_WHAT THE EXERCISE ASKS:_ Check each line of the listing below for the word "String" and say how many lines have it. Nothing else should be written.

_SUPPLIED RECORDS:_
*** Block opens ***
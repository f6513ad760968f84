//! 扫描选项与统计信息（模块）
use std::path::PathBuf;

/// 四个输出文件的路径
#[derive(Debug, Clone)]
pub struct OutputPaths {
    /// 通用命中日志（配置扫描 + 凭据回查的格式化记录）
    pub config_matches: PathBuf,
    /// 按国家/主机分组的凭据报告（带表头与缩进）
    pub credentials_report: PathBuf,
    /// 仅命中搜索词的凭据（原始行）
    pub matched_credentials: PathBuf,
    /// 国家表头 + `地址:端口` 清单
    pub ip_port_listing: PathBuf,
}

impl Default for OutputPaths {
    fn default() -> Self {
        Self {
            config_matches: PathBuf::from("./configMatches.txt"),
            credentials_report: PathBuf::from("./creds.txt"),
            matched_credentials: PathBuf::from("./matchedCreds.txt"),
            ip_port_listing: PathBuf::from("./ipPorts.txt"),
        }
    }
}

/// 扫描选项
/// 路径全部显式传入（原型实现的硬编码常量在此被配置结构取代）
#[derive(Debug, Clone)]
pub struct ScanOptions {
    /// 转储根目录：直接子目录为国家码目录
    pub base_folder: PathBuf,
    /// 搜索词文件（按行分隔；空行不过滤，空词在子串语义下命中一切）
    pub terms_path: PathBuf,
    /// 输出文件集合（运行开始时全部截断）
    pub outputs: OutputPaths,
}

impl Default for ScanOptions {
    fn default() -> Self {
        Self {
            base_folder: PathBuf::from("./data"),
            terms_path: PathBuf::from("./searchterms.txt"),
            outputs: OutputPaths::default(),
        }
    }
}

/// 扫描统计信息（便于 CLI 打印）
#[derive(Debug, Default, Clone)]
pub struct ScanStats {
    pub countries_processed: usize,
    pub hosts_processed: usize,
    pub files_scanned: usize,
    pub files_skipped: usize,
    pub config_matches: usize,
    pub credentials_extracted: usize,
    pub credentials_matched: usize,
}
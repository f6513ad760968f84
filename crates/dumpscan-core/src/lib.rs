//! 泄露凭据转储扫描库
//!
//! 设计要点：
//! - 目录结构约定为 `base/<国家码>/<地址_端口>/<叶子文件>`，两层遍历 + 后缀分类。
//! - 两套扫描语义刻意保持独立：conf 文件走“子串命中”（任意位置），txt 文件走
//!   行首锚定的 `user:pass` 模式抽取——合并两者会悄悄改变命中集合。
//! - 子串匹配统一为一个原语（Aho-Corasick，重叠搜索），配置扫描与凭据回查
//!   共用同一入口，返回按词序排列的命中子集。
//! - 全流程串行单线程；输出文件在运行开始时一律截断，保证重复运行结果逐字节一致。

mod config;
mod countries;
mod credentials;
mod error;
mod matcher;
mod options;
mod report;
mod scan;
mod terms;
mod types;
mod walk;

// 对外暴露的最小 API
pub use config::{OutputConfig, RunConfig};
pub use countries::country_name;
pub use credentials::extract_credentials;
pub use error::ScanError;
pub use matcher::TermMatcher;
pub use options::{OutputPaths, ScanOptions, ScanStats};
pub use scan::scan_and_report;
pub use terms::load_terms;
pub use types::MatchRecord;
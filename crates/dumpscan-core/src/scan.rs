//! 扫描主流程（严格串行，单线程）
//!
//! 三段式：词表加载 → 两层目录遍历 + 叶子分发 → 凭据回查。
//! 叶子文件的读取失败 skip-and-log；根目录/词表/输出 sink 的失败致命。
use anyhow::{Context, Result};
use tracing::{info, warn};

use crate::countries::country_name;
use crate::credentials::extract_credentials;
use crate::matcher::{scan_config_file, TermMatcher};
use crate::options::{ScanOptions, ScanStats};
use crate::report::Reporter;
use crate::terms::load_terms;
use crate::walk::{check_base_folder, classify_leaf, list_files, list_subdirs, parse_host_name, LeafKind};

/// 扫描整个转储目录并写出四个报告文件
///
/// 幂等性保证：输出在开始时全部截断，同一输入跑两遍产生逐字节一致的结果
/// （目录列举顺序不变的前提下）。
pub fn scan_and_report(opts: &ScanOptions) -> Result<ScanStats> {
    check_base_folder(&opts.base_folder)?;
    let terms = load_terms(&opts.terms_path)?;
    let matcher = TermMatcher::new(&terms).context("build term matcher")?;
    // Reporter 构造即截断全部输出文件
    let mut reporter = Reporter::create(&opts.outputs)?;

    let mut stats = ScanStats::default();

    let countries = list_subdirs(&opts.base_folder);
    let total = countries.len();

    for (code, country_path) in countries {
        let name = country_name(&code);
        reporter
            .begin_country(name, &code)
            .context("write country header")?;

        for (host_name, host_path) in list_subdirs(&country_path) {
            stats.hosts_processed += 1;
            // 目录名解析失败不是错误：没有表头行，凭据照常抽取
            if let Some(host) = parse_host_name(&host_name) {
                reporter
                    .host(&host.address, &host.port)
                    .context("write host line")?;
            }

            for (file_name, file_path) in list_files(&host_path) {
                let kind = match classify_leaf(&file_name) {
                    Some(k) => k,
                    None => continue,
                };
                match kind {
                    LeafKind::Config => match scan_config_file(&file_path, &matcher) {
                        Ok(records) => {
                            stats.files_scanned += 1;
                            for record in &records {
                                reporter.config_match(record).context("write config match")?;
                            }
                            stats.config_matches += records.len();
                        }
                        Err(e) => {
                            stats.files_skipped += 1;
                            warn!(path = %file_path.display(), error = %e, "skipping config file");
                        }
                    },
                    LeafKind::Credentials => match extract_credentials(&file_path) {
                        Ok(creds) => {
                            stats.files_scanned += 1;
                            for line in &creds {
                                reporter.credential(line).context("write credential")?;
                            }
                            stats.credentials_extracted += creds.len();
                        }
                        Err(e) => {
                            stats.files_skipped += 1;
                            warn!(path = %file_path.display(), error = %e, "skipping credential file");
                        }
                    },
                }
            }
        }

        reporter.end_country().context("write country trailer")?;
        stats.countries_processed += 1;
        let pct = (stats.countries_processed as f64 / total as f64) * 100.0;
        info!(code = %code, path = %country_path.display(), "processed country ({pct:.0}%)");
    }

    cross_match_credentials(&matcher, &mut reporter, &mut stats)?;

    reporter.finish(&opts.outputs)?;
    Ok(stats)
}

/// 第二遍：对累积的原始凭据行重跑子串匹配
/// 每个命中词在通用日志里各记一条；命中行本身只进 matched sink 一次
fn cross_match_credentials(
    matcher: &TermMatcher,
    reporter: &mut Reporter,
    stats: &mut ScanStats,
) -> Result<()> {
    for line in reporter.take_raw_credentials() {
        let matched = matcher.matched_terms(&line);
        if matched.is_empty() {
            continue;
        }
        for term in &matched {
            reporter
                .cross_match(term, &line)
                .context("write cross-match record")?;
        }
        reporter
            .matched_credential(&line)
            .context("write matched credential")?;
        stats.credentials_matched += 1;
    }
    Ok(())
}
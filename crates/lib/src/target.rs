//! Target definitions and node identity.
//!
//! A build is declared as a set of nodes of three kinds:
//!
//! - [`BuildTarget`] — produces one output file via a command.
//! - [`AliasTarget`] — a uniquely named node, optionally running a command,
//!   otherwise a pure grouping of dependencies.
//! - A plain file path — an externally supplied input this system does not
//!   build.
//!
//! Dependencies are grouped under names; a group name can be referenced from
//! the owning node's command template and expands to the space-joined textual
//! form of its members, in declared order.

use std::collections::BTreeMap;
use std::fmt;
use std::path::{Path, PathBuf};
use std::sync::Arc;

/// Named, ordered dependency groups of a node.
///
/// Group names are unordered relative to each other; the sequence within a
/// group is significant (it drives substitution output).
pub type DepGroups = BTreeMap<String, Vec<Dep>>;

/// A target that produces one file via a command.
///
/// Identity is the output path: two `BuildTarget`s are the same node iff
/// their output paths are equal. The command is only re-run when the output
/// is missing or older than a dependency.
#[derive(Debug, Clone)]
pub struct BuildTarget {
  /// Command template; `$OUTPUT` expands to the output path.
  pub cmd: String,
  /// The file this target produces.
  pub output: PathBuf,
  /// Dependency groups, referenced from `cmd` by group name.
  pub depends: DepGroups,
}

impl BuildTarget {
  pub fn new(cmd: impl Into<String>, output: impl Into<PathBuf>) -> Self {
    Self {
      cmd: cmd.into(),
      output: output.into(),
      depends: DepGroups::new(),
    }
  }

  /// Add a named dependency group.
  pub fn with_deps(mut self, group: impl Into<String>, deps: impl IntoIterator<Item = Dep>) -> Self {
    self.depends.insert(group.into(), deps.into_iter().collect());
    self
  }

  /// True if any dependency group is non-empty.
  pub fn has_deps(&self) -> bool {
    self.depends.values().any(|deps| !deps.is_empty())
  }
}

impl fmt::Display for BuildTarget {
  fn fmt(&self, f: &mut fmt::Formatter<'_>) -> fmt::Result {
    write!(f, "{}", self.output.display())
  }
}

/// A named target that does not produce a file.
///
/// An alias either runs a command, groups other nodes as dependencies, or
/// both. Identity is the name; names must be unique within a [`Project`].
///
/// [`Project`]: crate::project::Project
#[derive(Debug, Clone)]
pub struct AliasTarget {
  /// Unique name, also the identifier used on the command line.
  pub name: String,
  /// Optional command template.
  pub cmd: Option<String>,
  /// Dependency groups, referenced from `cmd` by group name.
  pub depends: DepGroups,
  /// Optional one-line description shown in the target table.
  pub help: Option<String>,
}

impl AliasTarget {
  pub fn new(name: impl Into<String>) -> Self {
    Self {
      name: name.into(),
      cmd: None,
      depends: DepGroups::new(),
      help: None,
    }
  }

  pub fn with_cmd(mut self, cmd: impl Into<String>) -> Self {
    self.cmd = Some(cmd.into());
    self
  }

  pub fn with_help(mut self, help: impl Into<String>) -> Self {
    self.help = Some(help.into());
    self
  }

  /// Add a named dependency group.
  pub fn with_deps(mut self, group: impl Into<String>, deps: impl IntoIterator<Item = Dep>) -> Self {
    self.depends.insert(group.into(), deps.into_iter().collect());
    self
  }

  /// True if any dependency group is non-empty.
  pub fn has_deps(&self) -> bool {
    self.depends.values().any(|deps| !deps.is_empty())
  }
}

impl fmt::Display for AliasTarget {
  fn fmt(&self, f: &mut fmt::Formatter<'_>) -> fmt::Result {
    f.write_str(&self.name)
  }
}

/// A node in the dependency graph.
///
/// Targets are shared via `Arc` so a node referenced from several dependency
/// groups is one node, expanded and executed at most once per run.
#[derive(Debug, Clone)]
pub enum Dep {
  /// An externally supplied file; must exist once it becomes ready.
  File(PathBuf),
  /// A file-producing target.
  Build(Arc<BuildTarget>),
  /// A named alias.
  Alias(Arc<AliasTarget>),
}

impl Dep {
  /// The identity key of this node, used for all graph maps and sets.
  pub fn id(&self) -> NodeId {
    match self {
      Dep::File(path) => NodeId::File(path.clone()),
      Dep::Build(target) => NodeId::Build(target.output.clone()),
      Dep::Alias(alias) => NodeId::Alias(alias.name.clone()),
    }
  }

  /// The dependency groups of this node, if it can have any.
  pub fn groups(&self) -> Option<&DepGroups> {
    match self {
      Dep::File(_) => None,
      Dep::Build(target) => Some(&target.depends),
      Dep::Alias(alias) => Some(&alias.depends),
    }
  }

  /// True if this node has at least one non-empty dependency group.
  /// A node without dependencies is a leaf and starts ready.
  pub fn has_deps(&self) -> bool {
    match self {
      Dep::File(_) => false,
      Dep::Build(target) => target.has_deps(),
      Dep::Alias(alias) => alias.has_deps(),
    }
  }

  /// Total count of dependency occurrences across all groups.
  ///
  /// Repeated entries count once per occurrence; this is the initial value
  /// of the node's pending-dependency counter.
  pub fn dep_count(&self) -> usize {
    self
      .groups()
      .map(|groups| groups.values().map(Vec::len).sum())
      .unwrap_or(0)
  }
}

impl fmt::Display for Dep {
  fn fmt(&self, f: &mut fmt::Formatter<'_>) -> fmt::Result {
    match self {
      Dep::File(path) => write!(f, "{}", path.display()),
      Dep::Build(target) => write!(f, "{target}"),
      Dep::Alias(alias) => write!(f, "{alias}"),
    }
  }
}

impl From<&Arc<BuildTarget>> for Dep {
  fn from(target: &Arc<BuildTarget>) -> Self {
    Dep::Build(target.clone())
  }
}

impl From<Arc<BuildTarget>> for Dep {
  fn from(target: Arc<BuildTarget>) -> Self {
    Dep::Build(target)
  }
}

impl From<&Arc<AliasTarget>> for Dep {
  fn from(alias: &Arc<AliasTarget>) -> Self {
    Dep::Alias(alias.clone())
  }
}

impl From<Arc<AliasTarget>> for Dep {
  fn from(alias: Arc<AliasTarget>) -> Self {
    Dep::Alias(alias)
  }
}

impl From<PathBuf> for Dep {
  fn from(path: PathBuf) -> Self {
    Dep::File(path)
  }
}

impl From<&Path> for Dep {
  fn from(path: &Path) -> Self {
    Dep::File(path.to_path_buf())
  }
}

/// Explicit node identity.
///
/// A `BuildTarget` is identified by its output path, an `AliasTarget` by its
/// name, and a file dependency by its path.
#[derive(Debug, Clone, PartialEq, Eq, Hash)]
pub enum NodeId {
  File(PathBuf),
  Build(PathBuf),
  Alias(String),
}

impl fmt::Display for NodeId {
  fn fmt(&self, f: &mut fmt::Formatter<'_>) -> fmt::Result {
    match self {
      NodeId::File(path) | NodeId::Build(path) => write!(f, "{}", path.display()),
      NodeId::Alias(name) => f.write_str(name),
    }
  }
}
*** Block closes ***
_OUTPUT OF THE TASK:_ 12